Although Chhej has seen a decline in Sindh, it remains popular among Sindhi Hindus and diaspora.

===Bhagat===
Bhagat is a folk dance performed by professionals at fairs, events and shows to entertain visitors. The performance usually starts at night and lasts till the early hours of morning. Only men are allowed to perform the Bhagat. Two or more performers interact to weave folktales in song. The lead singer, called the Bhagat, is dressed in a Jamo (a long coat), Pagadi (headgear), Chher (anklets) and Kundal (earrings). The backup singers are usually dressed up as women and are addressed by the Bhagat with female names. The Bhagat was a hugely popular form of entertainment during festivals, marriages and fairs held in mandirs and dargahs.

===Dhamaal===
Dhamaal is a mystical dance mainly performed by faqirs, dervishes and sufi saints and devotees. The main performers wear an all red Jamo and Sindhi Patko turban, since red is the color of Lal Shahbaz Qalandar, which is why he was called "Lal", meaning "Red". Dhamaal is characterized by religious fervor. Nagaro, Nobat, Gharyal and Ghugoo instruments provide the beat and tempo for the dance.

===Saang===
Saang is a folk dance, historically performed during a wedding ceremony. It was like an opera, with men and women dressed up and performing as characters. Women imitate the works and chores of women and men imitate male works. In this dance, the performers sing as well and pass funny comments on each other.

===Tapro===
Tapro is the folk dance of the Holi festival.

===Asimori===
Asimori is a folk dance performed by young girls, in which two girls grab each other's hands and move in circles.

===Sheedi folk dances===
The Sheedi community of Sindh have their own traditional dances and music. There are many different styles - for example, one is performed by a group of men, dressed in attire decorated with peacock feathers and with face markings, in which they perform different stunts like fire breathing. Another style is an individual dance which is performed to the beat of a Mugarman, a type of kettle drum. There is also a sufi dance called Sheedi dhamal, performed at Sheedi mela at Mangopir in Karachi.

===Thari folk dances===
The Thari people have their own folk dances, including dandio, a dance performed using sticks; charuri, a folk dance performed in a circle using metal pots; and matiku.

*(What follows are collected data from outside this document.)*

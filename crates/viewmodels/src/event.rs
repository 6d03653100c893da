//! Event list for one park with optimistic RSVP.
//!
//! Join and leave are two-phase. Phase one flips attendance in the
//! canonical list before any await, so every clone of the view-model (and
//! every bus subscriber) sees it at once. Phase two talks to the calendar
//! and then to the event service; any failure in either step restores the
//! pre-intent attendance. Calendar failures roll back both join and leave.

use std::collections::HashSet;
use std::sync::Arc;

use barpark_core::event::{self, AttendanceRollback, CalendarRef, Event};
use barpark_core::notice::LoadState;
use barpark_core::optimistic::{self, Pending};
use barpark_core::types::RecordId;
use barpark_events::{ChangeEvent, ChangeKind, ChangePhase};
use barpark_services::{CalendarClient, EventService, ServiceError};
use chrono::Utc;
use tokio::sync::RwLock;

use crate::outcome::{complete_detached, Outcome};
use crate::session::Session;

#[derive(Debug, Default)]
struct EventState {
    load_state: LoadState,
    events: Vec<Event>,
    last_joined: Option<Event>,
    in_flight: HashSet<RecordId>,
}

/// What happened to the calendar entry when a leave failed after the entry
/// had already been removed.
#[derive(Debug)]
enum CalendarAfterFailure {
    Untouched,
    Readded(CalendarRef),
    Lost,
}

#[derive(Clone)]
pub struct EventListViewModel {
    park_id: RecordId,
    session: Session,
    service: Arc<dyn EventService>,
    calendar: Arc<dyn CalendarClient>,
    state: Arc<RwLock<EventState>>,
}

impl EventListViewModel {
    pub fn new(
        park_id: RecordId,
        session: Session,
        service: Arc<dyn EventService>,
        calendar: Arc<dyn CalendarClient>,
    ) -> Self {
        Self {
            park_id,
            session,
            service,
            calendar,
            state: Arc::default(),
        }
    }

    pub async fn open(
        park_id: RecordId,
        session: Session,
        service: Arc<dyn EventService>,
        calendar: Arc<dyn CalendarClient>,
    ) -> Self {
        let vm = Self::new(park_id, session, service, calendar);
        vm.load().await;
        vm
    }

    // -----------------------------------------------------------------------
    // Loading
    // -----------------------------------------------------------------------

    /// Fetch the park's events. Calendar references already attached
    /// locally survive a reload.
    pub async fn load(&self) {
        self.state.write().await.load_state = LoadState::Loading;

        let result = self.service.fetch(self.park_id, self.session.user.id).await;

        let mut state = self.state.write().await;
        match result {
            Ok(mut events) => {
                for fresh in events.iter_mut() {
                    if let Some(known) = optimistic::find(&state.events, fresh.id) {
                        if fresh.is_attending {
                            fresh.calendar_ref = known.calendar_ref.clone();
                        }
                    }
                }
                tracing::info!(park_id = %self.park_id, count = events.len(), "Events loaded");
                state.events = events;
                state.load_state = LoadState::Ready;
                self.session
                    .publish(ChangeEvent::new(ChangeKind::EventsLoaded).with_park(self.park_id));
            }
            Err(e) => {
                tracing::error!(park_id = %self.park_id, error = %e, "Failed to load events");
                state.events.clear();
                state.load_state = LoadState::Failed(e.to_string());
            }
        }
    }

    pub async fn retry(&self) {
        self.load().await;
    }

    // -----------------------------------------------------------------------
    // Join
    // -----------------------------------------------------------------------

    /// RSVP to an event.
    ///
    /// Skipped when the user already attends, the event is full, the event
    /// is unknown, or another RSVP for it is still in flight. Once the
    /// optimistic change is applied, the round trip runs to completion even
    /// if the returned future is dropped.
    pub async fn join(&self, event_id: RecordId) -> Outcome {
        let Some((pending, snapshot)) = self
            .begin(event_id, |e| event::apply_join(e, Utc::now()))
            .await
        else {
            return Outcome::Skipped;
        };

        let vm = self.clone();
        complete_detached(async move { vm.finish_join(pending, snapshot).await }).await
    }

    async fn finish_join(&self, pending: Pending<AttendanceRollback>, snapshot: Event) -> Outcome {
        let event_id = snapshot.id;
        let result = self.confirm_join(&snapshot).await;

        let mut state = self.state.write().await;
        state.in_flight.remove(&event_id);
        match result {
            Ok((mut confirmed, calendar_ref)) => {
                confirmed.calendar_ref = Some(calendar_ref);
                if optimistic::replace(&mut state.events, confirmed.clone()) {
                    state.last_joined = Some(confirmed.clone());
                }
                tracing::info!(
                    event_id = %event_id,
                    attendee_count = confirmed.attendee_count,
                    "Joined event"
                );
                self.announce(&confirmed, ChangePhase::Confirmed);
                Outcome::Committed
            }
            Err(e) => {
                self.roll_back(&mut state, &pending, &e);
                Outcome::Reverted(e)
            }
        }
    }

    /// Calendar first, then the attendance write. If the write fails the
    /// fresh calendar entry is removed again.
    async fn confirm_join(&self, snapshot: &Event) -> Result<(Event, CalendarRef), ServiceError> {
        let calendar_ref = self.calendar.add_event(snapshot).await?;

        match self
            .service
            .set_attendance(snapshot.id, &self.session.user, true)
            .await
        {
            Ok(confirmed) => Ok((confirmed, calendar_ref)),
            Err(e) => {
                if let Err(cleanup) = self.calendar.remove_event(&calendar_ref).await {
                    tracing::warn!(
                        calendar_ref = %calendar_ref,
                        error = %cleanup,
                        "Failed to remove calendar entry after join failed"
                    );
                }
                Err(e)
            }
        }
    }

    // -----------------------------------------------------------------------
    // Leave
    // -----------------------------------------------------------------------

    /// Withdraw an RSVP. Skipped when not attending or already in flight.
    pub async fn leave(&self, event_id: RecordId) -> Outcome {
        let Some((pending, snapshot)) = self
            .begin(event_id, |e| event::apply_leave(e, Utc::now()))
            .await
        else {
            return Outcome::Skipped;
        };

        let vm = self.clone();
        complete_detached(async move { vm.finish_leave(pending, snapshot).await }).await
    }

    async fn finish_leave(&self, pending: Pending<AttendanceRollback>, snapshot: Event) -> Outcome {
        let event_id = snapshot.id;
        let previous_ref = pending.rollback.calendar_ref.clone();
        let result = self.confirm_leave(&snapshot, previous_ref).await;

        let mut state = self.state.write().await;
        state.in_flight.remove(&event_id);
        match result {
            Ok(confirmed) => {
                optimistic::replace(&mut state.events, confirmed.clone());
                if state.last_joined.as_ref().is_some_and(|e| e.id == event_id) {
                    state.last_joined = None;
                }
                tracing::info!(
                    event_id = %event_id,
                    attendee_count = confirmed.attendee_count,
                    "Left event"
                );
                self.announce(&confirmed, ChangePhase::Confirmed);
                Outcome::Committed
            }
            Err((e, calendar)) => {
                self.roll_back(&mut state, &pending, &e);
                if let Some(record) = optimistic::find_mut(&mut state.events, event_id) {
                    match calendar {
                        CalendarAfterFailure::Untouched => {}
                        CalendarAfterFailure::Readded(calendar_ref) => {
                            record.calendar_ref = Some(calendar_ref)
                        }
                        CalendarAfterFailure::Lost => record.calendar_ref = None,
                    }
                }
                Outcome::Reverted(e)
            }
        }
    }

    /// Calendar removal first, then the attendance write. If the write
    /// fails the calendar entry is added back.
    async fn confirm_leave(
        &self,
        snapshot: &Event,
        previous_ref: Option<CalendarRef>,
    ) -> Result<Event, (ServiceError, CalendarAfterFailure)> {
        if let Some(calendar_ref) = &previous_ref {
            self.calendar
                .remove_event(calendar_ref)
                .await
                .map_err(|e| (e, CalendarAfterFailure::Untouched))?;
        }

        match self
            .service
            .set_attendance(snapshot.id, &self.session.user, false)
            .await
        {
            Ok(confirmed) => Ok(confirmed),
            Err(e) if previous_ref.is_none() => Err((e, CalendarAfterFailure::Untouched)),
            Err(e) => match self.calendar.add_event(snapshot).await {
                Ok(readded) => Err((e, CalendarAfterFailure::Readded(readded))),
                Err(cleanup) => {
                    tracing::warn!(
                        event_id = %snapshot.id,
                        error = %cleanup,
                        "Failed to restore calendar entry after leave failed"
                    );
                    Err((e, CalendarAfterFailure::Lost))
                }
            },
        }
    }

    // -----------------------------------------------------------------------
    // Shared phase-one / rollback plumbing
    // -----------------------------------------------------------------------

    /// Apply a phase-one transition, mark the record in flight and announce
    /// the optimistic value. Returns the rollback and a snapshot of the
    /// optimistic record.
    async fn begin(
        &self,
        event_id: RecordId,
        step: impl FnOnce(&mut Event) -> Option<AttendanceRollback>,
    ) -> Option<(Pending<AttendanceRollback>, Event)> {
        let mut state = self.state.write().await;
        if state.in_flight.contains(&event_id) {
            tracing::debug!(event_id = %event_id, "RSVP already in flight");
            return None;
        }
        let pending = optimistic::transition(&mut state.events, event_id, step)?;
        let snapshot = optimistic::find(&state.events, event_id)?.clone();
        state.in_flight.insert(event_id);

        self.announce(&snapshot, ChangePhase::Optimistic);
        Some((pending, snapshot))
    }

    fn roll_back(
        &self,
        state: &mut EventState,
        pending: &Pending<AttendanceRollback>,
        error: &ServiceError,
    ) {
        let event_id = pending.record_id;
        if !pending.revert(&mut state.events) {
            tracing::debug!(event_id = %event_id, "Event gone before rollback, nothing to revert");
            return;
        }
        tracing::warn!(event_id = %event_id, error = %error, "RSVP failed, attendance rolled back");
        if let Some(record) = optimistic::find(&state.events, event_id) {
            self.announce(record, ChangePhase::RolledBack);
        }
    }

    fn announce(&self, record: &Event, phase: ChangePhase) {
        self.session.publish(
            ChangeEvent::new(ChangeKind::EventAttendance)
                .with_phase(phase)
                .with_park(self.park_id)
                .with_record(record.id)
                .with_payload(serde_json::json!({
                    "is_attending": record.is_attending,
                    "attendee_count": record.attendee_count,
                })),
        );
    }

    // -----------------------------------------------------------------------
    // Read access
    // -----------------------------------------------------------------------

    pub async fn events(&self) -> Vec<Event> {
        self.state.read().await.events.clone()
    }

    pub async fn event(&self, event_id: RecordId) -> Option<Event> {
        optimistic::find(&self.state.read().await.events, event_id).cloned()
    }

    /// The most recent successful join, for a transient confirmation.
    pub async fn last_joined(&self) -> Option<Event> {
        self.state.read().await.last_joined.clone()
    }

    pub async fn clear_last_joined(&self) {
        self.state.write().await.last_joined = None;
    }

    /// Whether an RSVP for this event is pending; the view disables its
    /// button meanwhile.
    pub async fn is_in_flight(&self, event_id: RecordId) -> bool {
        self.state.read().await.in_flight.contains(&event_id)
    }

    pub async fn load_state(&self) -> LoadState {
        self.state.read().await.load_state.clone()
    }
}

The Mor Nāch, meaning "peacock dance", is performed by men and women dressed in a peacock costume made up of 1300 feathers and full make-up and jewelry. The dance usually imitates the peacock, and is performed at festivals, events and cultural shows. Master Ghulam Hussain is the pioneer of the Mor dance, and spread recognition of the Mor dance all over Pakistan.

===Other regional folk dances===
Muhana Dance: a folk dance performed by Mohana fishermen and fisherwomen.

Matkaywaro Nāch: a folk dance performed in Thatta, in which group of men stack matkas, or one matka balanced on a stick, on their heads.

Rasudo: a dance which originated in Nangarparkar, performed while singing folk rasuda songs.